We believe that keeping these two concerns separate facilitates clearer reasoning about each one. Our research currently focuses on memory models because scheduler performance is bounded above by the quality of the memory model.

In general we will think of Spaced Repetition systems as operating on Retrieval Prompts which have Answers that the student attempts to recall. Most systems use a flashcard metaphor, where each (Retrieval Prompt, Answer) pair is represented by a digital flashcard. For simplicity, we will use the term card to refer to (Retrieval Prompt, Answer) pairs.

Introduction

A memory model answers the following question for any card in the student’s collection: given everything we know about the student, including their review history, what is the likelihood the student correctly recalls the answer right now?

We call this likelihood the retrievability of a card: the probability that the student will correctly recall the answer at a specific point in time.
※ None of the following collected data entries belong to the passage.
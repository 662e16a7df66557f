use pathbind_bind::{BindError, Binder, BinderOptions, ConstructionError, MapSource, MemberKind};
use pathbind_convert::{ConversionError, Conversions};
use pathbind_reflect::derive::Reflect;

#[derive(Reflect, Default, Debug, PartialEq)]
#[reflect(default)]
struct Person {
    name: String,
    age: i32,
}

#[derive(Reflect, Debug, PartialEq, Clone, Copy, Default)]
enum Level {
    #[default]
    Info,
    Warn,
}

#[derive(Reflect, Default, Debug, PartialEq)]
#[reflect(default)]
struct Settings {
    title: String,
    level: Level,
    ratio: f64,
    ports: Vec<u16>,
    limit: Option<u32>,
    enabled: bool,
    #[reflect(readonly)]
    revision: u32,
}

#[derive(Reflect, Default, Debug, PartialEq)]
#[reflect(default)]
struct Company {
    name: String,
    owner: Option<Person>,
    office: Address,
}

#[derive(Reflect, Default, Debug, PartialEq)]
#[reflect(default)]
struct Address {
    city: String,
    zip: u32,
}

#[derive(Reflect, Debug)]
struct NoDefault {
    name: String,
}

fn binder<T: pathbind_reflect::registry::GetTypeMeta + pathbind_reflect::Reflect>() -> Binder<T> {
    Binder::new(&Conversions::new()).unwrap()
}

#[test]
fn missing_keys_keep_defaults() {
    let source = MapSource::new().with("name", "Ada");
    let person = binder::<Person>().build(&source).unwrap();
    assert_eq!(person, Person { name: "Ada".into(), age: 0 });
}

#[test]
fn malformed_value_is_reported_once() {
    let source = MapSource::new().with("name", "Ada").with("age", "thirty");

    let mut failures = Vec::new();
    let person = binder::<Person>()
        .build_with(&source, |member, err| failures.push((member.name(), err.clone())))
        .unwrap();

    assert_eq!(person, Person { name: "Ada".into(), age: 0 });
    assert_eq!(failures.len(), 1);
    let (name, err) = &failures[0];
    assert_eq!(*name, "age");
    assert!(matches!(
        err,
        BindError::Conversion { key, source: ConversionError::Malformed { .. } } if key == "age"
    ));
}

#[test]
fn failed_members_keep_previous_values() {
    let mut settings = Settings {
        title: "old".into(),
        ratio: 0.5,
        ports: vec![1],
        ..Settings::default()
    };

    let source = MapSource::from_iter([
        ("title", "new"),
        ("level", "WARN"),
        ("ratio", "not a number"),
        ("ports", "80, 443"),
        ("limit", "NULL"),
        ("enabled", "bogus"),
        ("revision", "9"),
    ]);

    let failures = binder::<Settings>().try_bind(&source, &mut settings);
    let failed: Vec<_> = failures.iter().map(|(member, _)| member.name()).collect();
    assert_eq!(failed, ["ratio", "enabled"]);

    assert_eq!(settings, Settings {
        title: "new".into(),
        level: Level::Warn,
        ratio: 0.5,
        ports: vec![80, 443],
        limit: None,
        enabled: false,
        revision: 0,
    });
}

#[test]
fn members_in_declaration_order() {
    let binder = binder::<Settings>();
    let names: Vec<_> = binder.members().map(|member| member.name()).collect();
    assert_eq!(names, ["title", "level", "ratio", "ports", "limit", "enabled"]);
    assert!(binder.members().all(|member| member.kind() == MemberKind::Value));
    assert!(binder.members().all(|member| member.owner().is::<Settings>()));
}

#[test]
fn failures_repeat_in_the_same_order() {
    let binder = binder::<Settings>();
    let source = MapSource::from_iter([("enabled", "x"), ("ratio", "y"), ("level", "z")]);

    let run = || {
        let mut names = Vec::new();
        binder.bind_with(&source, &mut Settings::default(), |member, _| names.push(member.name()));
        names
    };
    assert_eq!(run(), ["level", "ratio", "enabled"]);
    assert_eq!(run(), run());
}

#[test]
fn nested_members() {
    let binder = binder::<Company>();
    let kinds: Vec<_> = binder.members().map(|member| (member.name(), member.kind())).collect();
    assert_eq!(kinds, [
        ("name", MemberKind::Value),
        ("owner", MemberKind::Nested),
        ("office", MemberKind::Nested),
    ]);

    let source = MapSource::from_iter([
        ("name", "Analytical Engines"),
        ("owner.name", "Ada"),
        ("owner.age", "36"),
        ("office.city", "London"),
    ]);
    let company = binder.build(&source).unwrap();
    assert_eq!(company, Company {
        name: "Analytical Engines".into(),
        owner: Some(Person { name: "Ada".into(), age: 36 }),
        office: Address { city: "London".into(), zip: 0 },
    });
}

#[test]
fn nested_without_keys_is_left_alone() {
    let binder = binder::<Company>();

    let mut company = Company {
        office: Address { city: "Paris".into(), zip: 75 },
        ..Company::default()
    };
    binder.bind(&MapSource::new().with("owner.unknown", "x"), &mut company);

    assert_eq!(company.owner, None);
    assert_eq!(company.office, Address { city: "Paris".into(), zip: 75 });
}

#[test]
fn nested_failures_carry_full_keys() {
    let source = MapSource::from_iter([("office.zip", "abc"), ("office.city", "Rome")]);

    let mut company = Company::default();
    let failures = binder::<Company>().try_bind(&source, &mut company);

    assert_eq!(company.office.city, "Rome");
    assert_eq!(failures.len(), 1);
    let (member, err) = &failures[0];
    assert_eq!(member.name(), "zip");
    assert!(member.owner().is::<Address>());
    assert_eq!(err.key(), "office.zip");
}

#[test]
fn custom_separator() {
    let options = BinderOptions::default().with_separator("/");
    let binder = Binder::<Company>::with_options(&Conversions::new(), options).unwrap();

    let company = binder.build(&MapSource::new().with("office/zip", "12345")).unwrap();
    assert_eq!(company.office.zip, 12345);
}

#[test]
fn build_requires_a_default_constructor() {
    let binder = binder::<NoDefault>();
    assert!(!binder.can_build());
    assert!(matches!(
        binder.build(&MapSource::new()),
        Err(ConstructionError::NoDefaultConstructor { .. })
    ));

    let mut value = NoDefault { name: String::new() };
    binder.bind(&MapSource::new().with("name", "still binds"), &mut value);
    assert_eq!(value.name, "still binds");
}

#[test]
fn explicit_converters_take_part() {
    let mut conversions = Conversions::new();
    conversions.register::<i32, String, _>(|raw| match raw {
        "thirty" => Ok(30),
        other => other.trim().parse().map_err(|_| format!("`{other}` is not an age")),
    });

    let binder = Binder::<Person>::new(&conversions).unwrap();
    let person = binder.build(&MapSource::new().with("age", "thirty")).unwrap();
    assert_eq!(person.age, 30);
}

#[test]
#[should_panic(expected = "callback failed")]
fn callback_panics_propagate() {
    let source = MapSource::new().with("age", "x");
    binder::<Person>().bind_with(&source, &mut Person::default(), |_, _| panic!("callback failed"));
}
use crate::Reflect;
use crate::info::{Type, TypeInfo, TypePath, Typed};

/// Shape of `Option<T>`.
#[derive(Debug)]
pub struct NullableInfo {
    ty: Type,
    inner: Type,
    inner_info: fn() -> &'static TypeInfo,
    none: fn() -> Box<dyn Reflect>,
    some: fn(Box<dyn Reflect>) -> Result<Box<dyn Reflect>, Box<dyn Reflect>>,
}

impl NullableInfo {
    #[inline]
    pub fn new<N: TypePath, T: Typed>(
        none: fn() -> Box<dyn Reflect>,
        some: fn(Box<dyn Reflect>) -> Result<Box<dyn Reflect>, Box<dyn Reflect>>,
    ) -> Self {
        Self {
            ty: Type::of::<N>(),
            inner: Type::of::<T>(),
            inner_info: T::type_info,
            none,
            some,
        }
    }

    #[inline]
    pub const fn ty(&self) -> &Type {
        &self.ty
    }

    #[inline]
    pub const fn inner(&self) -> &Type {
        &self.inner
    }

    #[inline]
    pub fn inner_info(&self) -> &'static TypeInfo {
        (self.inner_info)()
    }

    /// Builds the absent value.
    #[inline]
    pub fn none(&self) -> Box<dyn Reflect> {
        (self.none)()
    }

    /// Wraps an inner value, handing it back if it has the wrong type.
    #[inline]
    pub fn some(&self, value: Box<dyn Reflect>) -> Result<Box<dyn Reflect>, Box<dyn Reflect>> {
        (self.some)(value)
    }
}
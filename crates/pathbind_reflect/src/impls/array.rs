use crate::Reflect;
use crate::info::{GenericTypeInfoCell, GenericTypePathCell, ListInfo, ReflectKind};
use crate::info::{TypeInfo, TypePath, Typed};
use crate::ops::{List, ReflectMut, ReflectOwned, ReflectRef};
use crate::registry::{GetTypeMeta, TypeMeta, TypeRegistry};

use super::vec::collect_items;

impl<T: Reflect + Typed, const N: usize> TypePath for [T; N] {
    fn type_path() -> &'static str {
        static CELL: GenericTypePathCell = GenericTypePathCell::new();
        CELL.get_or_insert::<Self>(|| format!("[{}; {N}]", T::type_path()))
    }

    fn type_name() -> &'static str {
        static CELL: GenericTypePathCell = GenericTypePathCell::new();
        CELL.get_or_insert::<Self>(|| format!("[{}; {N}]", T::type_name()))
    }
}

fn array_from_items<T: Reflect + Typed, const N: usize>(
    items: Vec<Box<dyn Reflect>>,
) -> Option<Box<dyn Reflect>> {
    let array: [T; N] = collect_items::<T>(items)?.try_into().ok()?;
    Some(Box::new(array))
}

impl<T: Reflect + Typed, const N: usize> Typed for [T; N] {
    fn type_info() -> &'static TypeInfo {
        static CELL: GenericTypeInfoCell = GenericTypeInfoCell::new();
        CELL.get_or_insert::<Self>(|| {
            TypeInfo::List(ListInfo::new::<Self, T>(array_from_items::<T, N>).with_capacity(N))
        })
    }
}

impl<T: Reflect + Typed, const N: usize> Reflect for [T; N] {
    #[inline]
    fn as_reflect(&self) -> &dyn Reflect {
        self
    }

    #[inline]
    fn as_reflect_mut(&mut self) -> &mut dyn Reflect {
        self
    }

    #[inline]
    fn into_reflect(self: Box<Self>) -> Box<dyn Reflect> {
        self
    }

    #[inline]
    fn set(&mut self, value: Box<dyn Reflect>) -> Result<(), Box<dyn Reflect>> {
        *self = value.take::<Self>()?;
        Ok(())
    }

    #[inline]
    fn reflect_kind(&self) -> ReflectKind {
        ReflectKind::List
    }

    #[inline]
    fn reflect_ref(&self) -> ReflectRef<'_> {
        ReflectRef::List(self)
    }

    #[inline]
    fn reflect_mut(&mut self) -> ReflectMut<'_> {
        ReflectMut::List(self)
    }

    #[inline]
    fn reflect_owned(self: Box<Self>) -> ReflectOwned {
        ReflectOwned::List(self)
    }
}

impl<T: Reflect + Typed, const N: usize> List for [T; N] {
    #[inline]
    fn get(&self, index: usize) -> Option<&dyn Reflect> {
        self.as_slice().get(index).map(|item| item as &dyn Reflect)
    }

    #[inline]
    fn get_mut(&mut self, index: usize) -> Option<&mut dyn Reflect> {
        self.as_mut_slice()
            .get_mut(index)
            .map(|item| item as &mut dyn Reflect)
    }

    #[inline]
    fn len(&self) -> usize {
        N
    }

    fn into_item(self: Box<Self>, index: usize) -> Option<Box<dyn Reflect>> {
        (*self)
            .into_iter()
            .nth(index)
            .map(|item| Box::new(item) as Box<dyn Reflect>)
    }
}

impl<T: GetTypeMeta + Reflect, const N: usize> GetTypeMeta for [T; N] {
    fn get_type_meta() -> TypeMeta {
        TypeMeta::of::<Self>()
    }

    fn register_dependencies(registry: &mut TypeRegistry) {
        registry.register::<T>();
    }
}

// -----------------------------------------------------------------------------
// Tests

#[cfg(test)]
mod tests {
    use crate::Reflect;
    use crate::info::{TypePath, Typed};

    #[test]
    fn fixed_capacity() {
        assert_eq!(<[u8; 3]>::type_path(), "[u8; 3]");

        let info = <[u8; 2]>::type_info().as_list().unwrap();
        assert_eq!(info.capacity(), Some(2));

        let items = || vec![Box::new(1_u8) as Box<dyn Reflect>, Box::new(2_u8)];
        let built = info.from_items(items()).unwrap();
        assert_eq!(built.take::<[u8; 2]>().unwrap(), [1, 2]);

        let mut three = items();
        three.push(Box::new(3_u8));
        assert!(info.from_items(three).is_none());
    }
}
The formal target is:

retrievability = P (G = 1 ∣ student, card, history, time)

where $G \in {0, 1}$ denotes the recall outcome (1 for success, 0 for forgetting) and is modeled as $G ∣ s, c, h, t \sim Bernoulli (retrievability)$ . In this formalization, the memory model outputs a single value $p \in [0, 1]$ for each (student, card, history, time) tuple.

One could frame this as binary classification — will the student recall or not? — but that would discard most of the useful signal. A classifier outputs a hard decision boundary: there is some elapsed time $δ^{*}$ where the prediction flips from “will recall” to “won’t recall,” and that’s all a downstream consumer gets. A scheduler that wants to review a card when retrievability drops to 90% (or any other threshold) cannot extract that information from a binary label. Well-calibrated probability estimates let the scheduler sweep over $t > now$ and read off retrievability at any point on the forgetting curve, enabling more nuanced scheduling policies.

Anki uses four rating buttons — Again, Hard, Good, Easy — which capture a more detailed indication of recall confidence. In this formalization we binarize: $G = 0$ for Again (complete failure to recall) and $G = 1$ for any successful recall (Hard, Good, or Easy). The fine-grained ratings are preserved in the observation field $o$ , making it available to models that use it without conflating it with the binary recall outcome.

Formalization

Let’s define the spaces involved:

$S$ : the set of students
$C$ : the set of cards
$G = {0, 1}$ : the grade space (1 means recalled)
$T = R^{+}$ : time, expressed in seconds from a fixed epoch
$H$ : the history space, an ordered sequence of review observations $(c, t, g, o)$ where $c \in C$ is the card reviewed, $t \in T$ is the Unix timestamp, $g \in G$ is the grade, and $o$ captures any additional metadata (e.g. the Anki ease buttons: Again/Hard/Good/Easy)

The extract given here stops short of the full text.